▸ **RECORDS SUPPLIED**:
Segment Open

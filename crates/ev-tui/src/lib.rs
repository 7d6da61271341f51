//! Terminal front end for Emberveil.
//!
//! Draws the [`ev_game::View`] of each frame with ratatui and forwards key
//! presses to the game as intents.

pub mod app;
pub mod keys;
pub mod screens;
pub mod terminal;
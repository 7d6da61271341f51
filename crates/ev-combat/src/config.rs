//! Configuration for a combat scheduler.

use crate::rules;

/// Knobs that do not change the rules of a battle.
#[derive(Debug, Clone)]
pub struct CombatConfig {
    /// RNG seed for damage spread and targeting.
    pub seed: u64,
    /// Battle log capacity (oldest lines dropped when exceeded). 0 = unlimited.
    pub max_log_lines: usize,
    /// Experience announced in the victory line.
    pub reward_experience: u32,
}

impl Default for CombatConfig {
    fn default() -> Self {
        Self {
            seed: 42,
            max_log_lines: 0,
            reward_experience: rules::VICTORY_EXPERIENCE,
        }
    }
}

impl CombatConfig {
    /// Set the RNG seed.
    pub fn with_seed(mut self, seed: u64) -> Self {
        self.seed = seed;
        self
    }

    /// Set the battle log capacity (0 = unlimited).
    pub fn with_max_log_lines(mut self, max: usize) -> Self {
        self.max_log_lines = max;
        self
    }

    /// Set the experience announced after a victory.
    pub fn with_reward_experience(mut self, experience: u32) -> Self {
        self.reward_experience = experience;
        self
    }
}

#[cfg(test)]
mod tests {
    use super::*;

    #[test]
    fn default_values() {
        let cfg = CombatConfig::default();
        assert_eq!(cfg.seed, 42);
        assert_eq!(cfg.max_log_lines, 0);
        assert_eq!(cfg.reward_experience, 100);
    }

    #[test]
    fn builder_chain() {
        let cfg = CombatConfig::default()
            .with_seed(9)
            .with_max_log_lines(50)
            .with_reward_experience(250);
        assert_eq!(cfg.seed, 9);
        assert_eq!(cfg.max_log_lines, 50);
        assert_eq!(cfg.reward_experience, 250);
    }
}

Segment Closed

▸ **PROBLEM DETAILS**: Count, in the listing above, every line that includes "impl". The number is the whole answer.

▸ **ANSWER FOR THE TASK**: 2